Shutterstock
HBO Sports is set to air a documentary this month on the impact the coronavirus pandemic had on the sports world. The documentary, titled The Day Sports Stood Still, takes a look at the sports shutdown due to COVID-19 in March 2020 and the events that followed.
The documentary, which includes a first-person account of NBA All-Star and NBA Players Association president Chris Paul, who is an executive producer, “will chronicle the abrupt stoppage, athletes’ prominent role in the cultural reckoning on racial injustices that escalated during the pandemic and the complex return to competition in the summer and fall,” according to a press release.
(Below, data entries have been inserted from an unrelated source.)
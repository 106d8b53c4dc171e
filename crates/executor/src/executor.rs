//! The Executor - single entry point for command-shaped requests.
//!
//! The Executor is a stateless dispatcher that routes commands to the
//! session and wraps results in [`Output`] variants.

use std::sync::Arc;

use crate::{Command, Output, Result, Session};

/// The command executor.
///
/// All state lives in the [`Session`]; the executor only holds a reference.
///
/// # Thread Safety
///
/// Executor is `Send + Sync` and can be shared across threads.
///
/// # Example
///
/// ```ignore
/// use quotesearch_executor::{Command, Executor, SearchMode, Session};
/// use std::sync::Arc;
///
/// let executor = Executor::new(Arc::new(Session::open("/path/to/data")?));
///
/// let result = executor.execute(Command::Search {
///     mode: SearchMode::Author,
///     query: "Twain".into(),
///     exact: false,
///     limit: None,
/// })?;
/// ```
pub struct Executor {
    session: Arc<Session>,
}

impl Executor {
    /// Create a new executor over a session.
    pub fn new(session: Arc<Session>) -> Self {
        Self { session }
    }

    /// Execute a single command.
    pub fn execute(&self, cmd: Command) -> Result<Output> {
        let name = cmd.name();
        let result = match cmd {
            Command::Search {
                mode,
                query,
                exact,
                limit,
            } => self
                .session
                .search(mode, &query, exact, limit)
                .map(Output::SearchResults),
            Command::AuthorThemes { author } => self
                .session
                .author_themes(&author)
                .map(Output::AuthorThemes),
            Command::Stats { top_n } => self.session.stats(top_n).map(Output::Stats),
            Command::Topics { terms_per_topic } => {
                self.session.topics(terms_per_topic).map(Output::Topics)
            }
        };

        if let Err(e) = &result {
            tracing::debug!(
                target: "quotesearch::session",
                command = name,
                error = %e,
                "Command failed"
            );
        }
        result
    }

    /// Execute commands in order; one failure does not stop the rest.
    ///
    /// ```ignore
    /// let results = executor.execute_many(vec![cmd1, cmd2, cmd3]);
    /// // results[0] corresponds to cmd1, etc.
    /// ```
    pub fn execute_many(&self, cmds: Vec<Command>) -> Vec<Result<Output>> {
        cmds.into_iter().map(|cmd| self.execute(cmd)).collect()
    }

    /// The underlying session.
    pub fn session(&self) -> &Arc<Session> {
        &self.session
    }
}
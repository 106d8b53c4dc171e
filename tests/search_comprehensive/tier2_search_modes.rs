//! Tier 2: Search Modes
//!
//! Filter semantics of each mode, limits, and the no-data contract.

use crate::test_utils::*;
use quotesearch::{Command, Error, Executor, SearchMode, Session};
use std::sync::Arc;

fn search(mode: SearchMode, query: &str, exact: bool) -> Command {
    Command::Search {
        mode,
        query: query.to_string(),
        exact,
        limit: Some(50),
    }
}

#[test]
fn tier2_author_substring_any_case() {
    let executor = create_test_executor();
    let hits = search_hits(&executor, search(SearchMode::Author, "MANDELA", false));
    assert_eq!(hits.len(), 3);
}

#[test]
fn tier2_author_exact() {
    let executor = create_test_executor();
    assert_eq!(
        search_hits(&executor, search(SearchMode::Author, "Nelson Mandela", true)).len(),
        3
    );
    assert!(search_hits(&executor, search(SearchMode::Author, "Mandela", true)).is_empty());
}

#[test]
fn tier2_tag_prefix_not_substring() {
    let executor = create_test_executor();
    let hits = search_hits(&executor, search(SearchMode::Tag, "Edu", false));
    assert_eq!(hits.len(), 2);
    // "inspirational" contains "ratio" but does not start with it
    assert!(search_hits(&executor, search(SearchMode::Tag, "ratio", false)).is_empty());
}

#[test]
fn tier2_tag_exact() {
    let executor = create_test_executor();
    assert_eq!(search_hits(&executor, search(SearchMode::Tag, "life", true)).len(), 2);
    assert!(search_hits(&executor, search(SearchMode::Tag, "Life", true)).is_empty());
}

#[test]
fn tier2_keyword_containment() {
    let executor = create_test_executor();
    let hits = search_hits(&executor, search(SearchMode::Keyword, "FEAR", false));
    assert_eq!(hits.len(), 2);
    assert!(hits.iter().all(|h| h.record.text.to_lowercase().contains("fear")));
}

#[test]
fn tier2_semantic_scored_descending() {
    let executor = create_test_executor();
    let hits = search_hits(&executor, search(SearchMode::Semantic, "education changes the world", false));
    assert_eq!(hits.len(), quote_table().len());
    let scores: Vec<f64> = hits.iter().map(|h| h.score.unwrap()).collect();
    for pair in scores.windows(2) {
        assert!(pair[0] >= pair[1]);
    }
    assert!(hits[0].record.tags.contains(&"education".to_string()));
}

#[test]
fn tier2_limits() {
    let session = create_test_session();
    for mode in SearchMode::ALL {
        assert!(session.search(mode, "", false, Some(0)).unwrap().is_empty());
        assert_eq!(session.search(mode, "", false, Some(3)).unwrap().len(), 3);
    }
}

#[test]
fn tier2_no_data_every_mode() {
    let executor = Executor::new(Arc::new(Session::default()));
    for mode in SearchMode::ALL {
        for exact in [false, true] {
            let result = executor.execute(search(mode, "courage", exact));
            assert_eq!(result, Err(Error::NoData));
        }
    }
}

#[test]
fn tier2_mode_parsing() {
    assert_eq!("semantic".parse::<SearchMode>().unwrap(), SearchMode::Semantic);
    assert!(matches!(
        "phonetic".parse::<SearchMode>(),
        Err(Error::InvalidMode { .. })
    ));
}
//! Search configuration via `quotesearch.toml`
//!
//! On first open of a data directory, a default `quotesearch.toml` is
//! created. To change settings, edit the file and reopen the session.

use serde::{Deserialize, Serialize};
use std::path::Path;

use crate::error::{Error, Result};

/// Config file name placed in the data directory.
pub const CONFIG_FILE_NAME: &str = "quotesearch.toml";

/// Default number of latent topics in the projection.
pub const DEFAULT_TOPIC_COUNT: usize = 10;

/// Default document-frequency floor for the vocabulary.
pub const DEFAULT_MIN_DF: usize = 2;

/// Default minimum records before an author gets a topic profile.
pub const DEFAULT_PROFILE_MIN_RECORDS: usize = 3;

/// Default result cap when the caller gives none.
pub const DEFAULT_LIMIT: usize = 10;

fn default_topic_count() -> usize {
    DEFAULT_TOPIC_COUNT
}

fn default_min_df() -> usize {
    DEFAULT_MIN_DF
}

fn default_profile_min_records() -> usize {
    DEFAULT_PROFILE_MIN_RECORDS
}

fn default_limit() -> usize {
    DEFAULT_LIMIT
}

fn default_stats_top_n() -> usize {
    10
}

fn default_table_file() -> String {
    "quotes.json".to_string()
}

/// Configuration loaded from `quotesearch.toml`.
///
/// # Example
///
/// ```toml
/// topic_count = 10
/// min_df = 2
/// profile_min_records = 3
/// default_limit = 10
/// stats_top_n = 10
/// table_file = "quotes.json"
/// ```
#[derive(Debug, Clone, PartialEq, Eq, Serialize, Deserialize)]
pub struct QuoteConfig {
    /// Number of latent topics (projection dimensions).
    #[serde(default = "default_topic_count")]
    pub topic_count: usize,
    /// Terms must appear in at least this many documents to enter the vocabulary.
    #[serde(default = "default_min_df")]
    pub min_df: usize,
    /// Authors with fewer records than this get no topic profile.
    #[serde(default = "default_profile_min_records")]
    pub profile_min_records: usize,
    /// Result cap used when a search does not specify one.
    #[serde(default = "default_limit")]
    pub default_limit: usize,
    /// How many top tags/authors corpus statistics report.
    #[serde(default = "default_stats_top_n")]
    pub stats_top_n: usize,
    /// Record table file, relative to the data directory.
    #[serde(default = "default_table_file")]
    pub table_file: String,
}

impl Default for QuoteConfig {
    fn default() -> Self {
        Self {
            topic_count: default_topic_count(),
            min_df: default_min_df(),
            profile_min_records: default_profile_min_records(),
            default_limit: default_limit(),
            stats_top_n: default_stats_top_n(),
            table_file: default_table_file(),
        }
    }
}

impl QuoteConfig {
    /// Check value ranges.
    ///
    /// # Errors
    ///
    /// Returns `InvalidConfig` if a count is zero or the table file is empty.
    pub fn validate(&self) -> Result<()> {
        if self.topic_count == 0 {
            return Err(Error::invalid_config("topic_count must be at least 1"));
        }
        if self.min_df == 0 {
            return Err(Error::invalid_config("min_df must be at least 1"));
        }
        if self.default_limit == 0 {
            return Err(Error::invalid_config("default_limit must be at least 1"));
        }
        if self.table_file.trim().is_empty() {
            return Err(Error::invalid_config("table_file must not be empty"));
        }
        Ok(())
    }

    /// Returns the default config file content with comments.
    pub fn default_toml() -> &'static str {
        r#"# quotesearch configuration
#
# Number of latent topics used for semantic search (default: 10)
topic_count = 10

# A term must occur in at least this many quotes to be indexed (default: 2)
min_df = 2

# Authors need at least this many quotes for a topic profile (default: 3)
profile_min_records = 3

# Result cap when a search gives no limit (default: 10)
default_limit = 10

# Number of top tags/authors reported by stats (default: 10)
stats_top_n = 10

# Record table file, relative to this directory
table_file = "quotes.json"
"#
    }

    /// Parse and validate config from TOML text.
    pub fn from_toml_str(content: &str) -> Result<Self> {
        let config: QuoteConfig = toml::from_str(content)
            .map_err(|e| Error::invalid_config(format!("failed to parse config: {}", e)))?;
        config.validate()?;
        Ok(config)
    }

    /// Read and parse config from a file path.
    ///
    /// # Errors
    ///
    /// Returns an error if the file cannot be read, parsed or validated.
    pub fn from_file(path: &Path) -> Result<Self> {
        let content = std::fs::read_to_string(path).map_err(|e| {
            Error::invalid_config(format!(
                "failed to read config file '{}': {}",
                path.display(),
                e
            ))
        })?;
        Self::from_toml_str(&content).map_err(|e| match e {
            Error::InvalidConfig { reason } => {
                Error::invalid_config(format!("{} ({})", reason, path.display()))
            }
            other => other,
        })
    }

    /// Write the default config file if it does not already exist.
    pub fn write_default_if_missing(path: &Path) -> Result<()> {
        if !path.exists() {
            std::fs::write(path, Self::default_toml())?;
        }
        Ok(())
    }

    /// Serialize this config to TOML and write it to the given path.
    pub fn write_to_file(&self, path: &Path) -> Result<()> {
        let content = toml::to_string_pretty(self).map_err(|e| Error::Serialization {
            reason: format!("failed to serialize config: {}", e),
        })?;
        std::fs::write(path, content)?;
        Ok(())
    }
}
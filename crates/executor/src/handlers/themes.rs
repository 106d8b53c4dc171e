//! AuthorThemes command handler.

use std::sync::Arc;

use quotesearch_core::RecordTable;
use quotesearch_search::{AuthorThemes, VectorSpaceCache};

/// Aggregate one author's themes, fitting the cached space only when the
/// author reaches `min_records`.
pub fn author_themes(
    table: &Arc<RecordTable>,
    cache: &VectorSpaceCache,
    author: &str,
    min_records: usize,
) -> AuthorThemes {
    quotesearch_search::author_themes(table, author, min_records, || cache.get_or_fit(table))
}
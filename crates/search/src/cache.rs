//! Session-scoped vector space cache
//!
//! Holds at most one fitted [`VectorSpace`] together with the table snapshot
//! it was fitted from. Lookups with the same snapshot (pointer identity)
//! reuse the cached space; any other snapshot triggers a refit.
//!
//! # Concurrency
//!
//! - Fast path: read lock on the cached entry
//! - Slow path: the rebuild mutex serializes fits, so concurrent callers
//!   wait for the one fit in flight and then observe its result
//! - Fit errors are returned to the caller and never cached

use parking_lot::{Mutex, RwLock};
use quotesearch_core::{RecordTable, Result};
use std::sync::atomic::{AtomicUsize, Ordering};
use std::sync::Arc;

use crate::space::{FitParams, VectorSpace};

#[derive(Debug, Clone)]
struct CachedSpace {
    table: Arc<RecordTable>,
    space: Arc<VectorSpace>,
}

/// Lazily fitted vector space, keyed by table snapshot
#[derive(Debug)]
pub struct VectorSpaceCache {
    params: FitParams,
    slot: RwLock<Option<CachedSpace>>,
    rebuild: Mutex<()>,
    fits: AtomicUsize,
}

impl VectorSpaceCache {
    /// Empty cache that fits with `params`
    pub fn new(params: FitParams) -> Self {
        VectorSpaceCache {
            params,
            slot: RwLock::new(None),
            rebuild: Mutex::new(()),
            fits: AtomicUsize::new(0),
        }
    }

    /// Fit parameters
    pub fn params(&self) -> &FitParams {
        &self.params
    }

    /// Return the space fitted from `table`, fitting it if needed.
    pub fn get_or_fit(&self, table: &Arc<RecordTable>) -> Result<Arc<VectorSpace>> {
        if let Some(space) = self.lookup(table) {
            return Ok(space);
        }

        let _guard = self.rebuild.lock();
        // Double-check: another caller may have fitted while we waited
        if let Some(space) = self.lookup(table) {
            return Ok(space);
        }

        let space = Arc::new(VectorSpace::fit_table(table, &self.params)?);
        self.fits.fetch_add(1, Ordering::Relaxed);
        *self.slot.write() = Some(CachedSpace {
            table: Arc::clone(table),
            space: Arc::clone(&space),
        });
        Ok(space)
    }

    /// Drop the cached space.
    pub fn invalidate(&self) {
        let _guard = self.rebuild.lock();
        *self.slot.write() = None;
    }

    /// True if a space is cached (for any snapshot)
    pub fn is_fitted(&self) -> bool {
        self.slot.read().is_some()
    }

    /// True if the cached space was fitted from `table`
    pub fn is_fitted_for(&self, table: &Arc<RecordTable>) -> bool {
        self.lookup(table).is_some()
    }

    /// Number of successful fits so far
    pub fn fit_count(&self) -> usize {
        self.fits.load(Ordering::Relaxed)
    }

    fn lookup(&self, table: &Arc<RecordTable>) -> Option<Arc<VectorSpace>> {
        self.slot
            .read()
            .as_ref()
            .filter(|cached| Arc::ptr_eq(&cached.table, table))
            .map(|cached| Arc::clone(&cached.space))
    }
}

impl Default for VectorSpaceCache {
    fn default() -> Self {
        Self::new(FitParams::default())
    }
}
Paul, who played for the Oklahoma City Thunder at the time of the first game to be stopped on March 11, 2020, and played a crucial role in helping the NBA restart play in the Orlando bubble.
The Day Sports Stood Still will premiere on HBO on Wednesday, March 24 from 9:00-10:30 p.m. ET.
It will also stream on HBO Max.
The documentary also features interviews from the NBA’s Donovan Mitchell, Danilo Gallinari, Karl-Anthony Towns, Dallas Mavericks owner Mark Cuban, commissioner Adam Silver, and players association executive director Michele Roberts; MLB’s Mookie Betts; the NHL’s Ryan Reaves; NFL’s Laurent Duvernay-Tardif; Natasha Cloud of the WNBA; LPGA’s Michelle Wie West; Dutch soccer player Marten de Roon; and Olympians Daryl Homer and Laurie Hernandez.